Contexte et Faits : Le salarié a été engagé via plusieurs CDD successifs puis un CDI intermittent à temps partiel soumis à la Convention collective nationale du sport. En juin 2019, invoquant des difficultés économiques (baisse des adhérents), l'association a proposé une réduction du temps de travail au salarié, puis l'a convoqué à un entretien préalable. Suite au refus de la modification par le salarié le 26 juin 2019, il a été licencié pour motif économique le 3 juillet 2019. Question juridique principale : Le non-respect du formalisme du contrat intermittent entraîne-t-il sa requalification en temps complet ? Le non-respect du délai de réflexion lors de la proposition de modification du contrat pour motif économique prive-t-il le licenciement subséquent de cause réelle et sérieuse ? Procédure : Le Conseil de prud'hommes avait initialement débouté le salarié de ses demandes principales. ❌ Le salarié a interjeté appel.
2. ANALYSE DES MOTIFS
A. Sur la requalification du contrat intermittent en temps complet
La Cour d'appel s'attache d'abord à vérifier la validité formelle du contrat de travail intermittent. 🔍 Sur le fondement de l'article L. 3123-34 du Code du travail, les juges rappellent que la nature même de ce contrat implique une alternance de périodes d'activité et d'inactivité qui doivent être impérativement définies. L'absence de mention de ces périodes dans le contrat constitue une irrégularité substantielle qui entraîne une sanction automatique : la requalification en CDI de droit commun à temps plein.

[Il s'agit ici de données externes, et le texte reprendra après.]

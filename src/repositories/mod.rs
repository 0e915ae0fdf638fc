//! Repository pattern.
//!
//! A repository stores aggregates and hides how. Repositories track the
//! references of the aggregates they hand out or accept ("seen"), so that
//! the events raised by exactly those aggregates can be harvested between
//! messages.

use std::collections::HashSet;

use anyhow::Result;

use crate::messages::{by_creation, Message};
use crate::models::Aggregate;

pub mod csv;
pub mod package;
#[cfg(feature = "database")]
pub mod sql;
pub mod txt;
#[cfg(feature = "xlsx")]
pub mod xlsx;

pub use self::csv::CsvRepository;
pub use self::package::PackageRepository;
#[cfg(feature = "database")]
pub use self::sql::{SessionedRepository, SqlSession};
pub use self::txt::TxtRepository;
#[cfg(feature = "xlsx")]
pub use self::xlsx::XlsxRepository;

/// Stores and retrieves aggregates of one kind.
pub trait Repository {
    type Item;

    /// Add an object to the repository.
    fn add(&mut self, item: Self::Item) -> Result<()>;

    /// Get an object by reference.
    fn get(&mut self, reference: &str) -> Result<Option<Self::Item>>;

    /// List the objects in the repository.
    fn list(&mut self) -> Result<Vec<Self::Item>>;

    /// Remove the object with the given reference.
    fn remove(&mut self, reference: &str) -> Result<()>;

    /// Commit changes to the repository.
    fn commit(&mut self) -> Result<()>;

    /// Roll back changes to the repository.
    fn rollback(&mut self) -> Result<()>;
}

/// Repository able to hand over the events its aggregates raised.
pub trait EventfulRepository: Repository {
    /// Drain the events raised by the seen aggregates, oldest first.
    fn collect_events(&mut self) -> Vec<Box<dyn Message>>;
}

/// References of the aggregates a repository has handed out or accepted.
#[derive(Debug, Clone, Default)]
pub struct SeenTracker {
    references: HashSet<String>,
}

impl SeenTracker {
    pub fn new() -> Self {
        Self::default()
    }

    pub fn mark(&mut self, reference: &str) {
        self.references.insert(reference.to_string());
    }

    pub fn contains(&self, reference: &str) -> bool {
        self.references.contains(reference)
    }

    pub fn len(&self) -> usize {
        self.references.len()
    }

    pub fn is_empty(&self) -> bool {
        self.references.is_empty()
    }

    pub fn clear(&mut self) {
        self.references.clear();
    }
}

/// Drain the events raised by the seen aggregates, oldest first.
pub fn collect_events_from<'a, A, I>(items: I, seen: &SeenTracker) -> Vec<Box<dyn Message>>
where
    A: Aggregate + 'a,
    I: IntoIterator<Item = &'a mut A>,
{
    let mut events: Vec<Box<dyn Message>> = Vec::new();
    for item in items {
        if seen.contains(&item.reference()) {
            events.extend(item.take_events());
        }
    }
    events.sort_by(|a, b| by_creation(a.as_ref(), b.as_ref()));
    events
}
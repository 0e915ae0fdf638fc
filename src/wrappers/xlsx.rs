//! Wrapper for `.xlsx` workbooks.
//!
//! Reads through calamine and writes through rust_xlsxwriter; a sheet is
//! exposed as a list of JSON records keyed by the header row.

use std::path::{Path, PathBuf};

use anyhow::{Context, Result};
use calamine::{open_workbook, Data, Reader, Xlsx};
use rust_xlsxwriter::Workbook;
use serde_json::{Map, Number, Value};

use super::{guard_writable, FileSystemWrapper};
use crate::settings;
use crate::utils;

/// Wrapper for a single `.xlsx` workbook.
#[derive(Debug, Clone)]
pub struct XlsxFile {
    path: PathBuf,
    sheet: Option<String>,
    read_only: bool,
}

impl XlsxFile {
    pub fn new(path: impl Into<PathBuf>) -> Result<Self> {
        let path = path.into();
        utils::ensure_extension(&path, settings::XLSX_EXTENSION)?;
        Ok(Self {
            path,
            sheet: None,
            read_only: false,
        })
    }

    /// Address a specific sheet; the first sheet is used otherwise.
    pub fn with_sheet(mut self, sheet: &str) -> Self {
        self.sheet = Some(sheet.to_string());
        self
    }

    pub fn read_only(mut self, read_only: bool) -> Self {
        self.read_only = read_only;
        self
    }

    pub fn path(&self) -> &Path {
        &self.path
    }

    /// Column names from the header row.
    pub fn headers(&self) -> Result<Vec<String>> {
        let range = self.range()?;
        let headers = range
            .rows()
            .next()
            .map(|row| row.iter().map(cell_to_string).collect())
            .unwrap_or_default();
        Ok(headers)
    }

    /// Read every row below the header as a JSON record.
    pub fn read_records(&self) -> Result<Vec<Map<String, Value>>> {
        let range = self.range()?;
        let mut rows = range.rows();
        let headers: Vec<String> = rows
            .next()
            .map(|row| row.iter().map(cell_to_string).collect())
            .unwrap_or_default();

        let mut results = Vec::new();
        for row in rows {
            let mut record = Map::new();
            for (header, cell) in headers.iter().zip(row.iter()) {
                record.insert(header.clone(), cell_to_value(cell));
            }
            results.push(record);
        }
        Ok(results)
    }

    /// Write a header row and records, replacing the workbook.
    pub fn write_records(
        &self,
        headers: &[String],
        records: &[Map<String, Value>],
    ) -> Result<()> {
        guard_writable(self.read_only, &self.path)?;

        let mut workbook = Workbook::new();
        let worksheet = workbook.add_worksheet();
        if let Some(name) = &self.sheet {
            worksheet.set_name(name)?;
        }

        for (column, header) in headers.iter().enumerate() {
            worksheet.write_string(0, column as u16, header)?;
        }
        for (index, record) in records.iter().enumerate() {
            let row = (index + 1) as u32;
            for (column, header) in headers.iter().enumerate() {
                let column = column as u16;
                match record.get(header) {
                    Some(Value::Number(number)) => {
                        worksheet.write_number(row, column, number.as_f64().unwrap_or_default())?;
                    }
                    Some(Value::Bool(flag)) => {
                        worksheet.write_boolean(row, column, *flag)?;
                    }
                    Some(Value::String(text)) => {
                        worksheet.write_string(row, column, text)?;
                    }
                    Some(Value::Null) | None => {}
                    Some(other) => {
                        worksheet.write_string(row, column, other.to_string())?;
                    }
                }
            }
        }

        workbook
            .save(&self.path)
            .with_context(|| format!("failed to write {}", self.path.display()))?;
        Ok(())
    }

    fn range(&self) -> Result<calamine::Range<Data>> {
        let mut workbook: Xlsx<_> = open_workbook(&self.path)
            .with_context(|| format!("failed to open {}", self.path.display()))?;
        let sheet = match &self.sheet {
            Some(name) => name.clone(),
            None => workbook
                .sheet_names()
                .first()
                .cloned()
                .with_context(|| format!("{} has no sheets", self.path.display()))?,
        };
        let range = workbook
            .worksheet_range(&sheet)
            .with_context(|| format!("failed to read sheet '{}'", sheet))?;
        Ok(range)
    }
}

impl FileSystemWrapper for XlsxFile {
    fn extension(&self) -> &str {
        settings::XLSX_EXTENSION
    }

    fn is_read_only(&self) -> bool {
        self.read_only
    }
}

fn cell_to_string(cell: &Data) -> String {
    match cell {
        Data::String(text) => text.clone(),
        Data::Empty => String::new(),
        other => other.to_string(),
    }
}

fn cell_to_value(cell: &Data) -> Value {
    match cell {
        Data::Empty => Value::Null,
        Data::String(text) => Value::String(text.clone()),
        Data::Bool(flag) => Value::Bool(*flag),
        Data::Int(number) => Value::Number(Number::from(*number)),
        Data::Float(number) => Number::from_f64(*number)
            .map(Value::Number)
            .unwrap_or(Value::Null),
        other => Value::String(other.to_string()),
    }
}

"Selon l'article L. 3123-34 du code du travail, le travail intermittent a pour objet de pourvoir des emplois permanents qui par nature comportent une alternance de périodes travaillées et de périodes non travaillées. Il en résulte qu'en l'absence de définition de ces périodes dans le contrat de travail, ce dernier doit être requalifié en contrat à durée indéterminée de droit commun à temps plein." (Décision, point 12)
Cette requalification emporte une conséquence procédurale majeure pour l'employeur. ⚖️ La juridiction précise que, face à cette irrégularité formelle, l'employeur ne dispose d'aucun moyen de preuve pour démontrer que le salarié n'était pas à sa disposition permanente. La présomption de temps complet devient alors irréfragable, interdisant tout débat sur la réalité des heures effectuées.
"Dans ce cas, l'employeur n'est pas admis à renverser la présomption résultant de cette irrégularité." (Décision, point 13)
➡️ En l'espèce, le contrat ne définissant pas ces périodes, la Cour fait droit à la demande de requalification et condamne l'association à un rappel de salaire conséquent (42 630 euros).
B. Sur la validité du licenciement économique
S'agissant de la rupture du contrat, la Cour examine la procédure suivie par l'employeur au regard de l'article L. 1222-6 du Code du travail. 📋 Ce texte impose un formalisme strict lorsque l'employeur envisage une modification d'un élément essentiel du contrat pour motif économique : il doit notifier la proposition par lettre recommandée et laisser au salarié un délai de réflexion d'un mois.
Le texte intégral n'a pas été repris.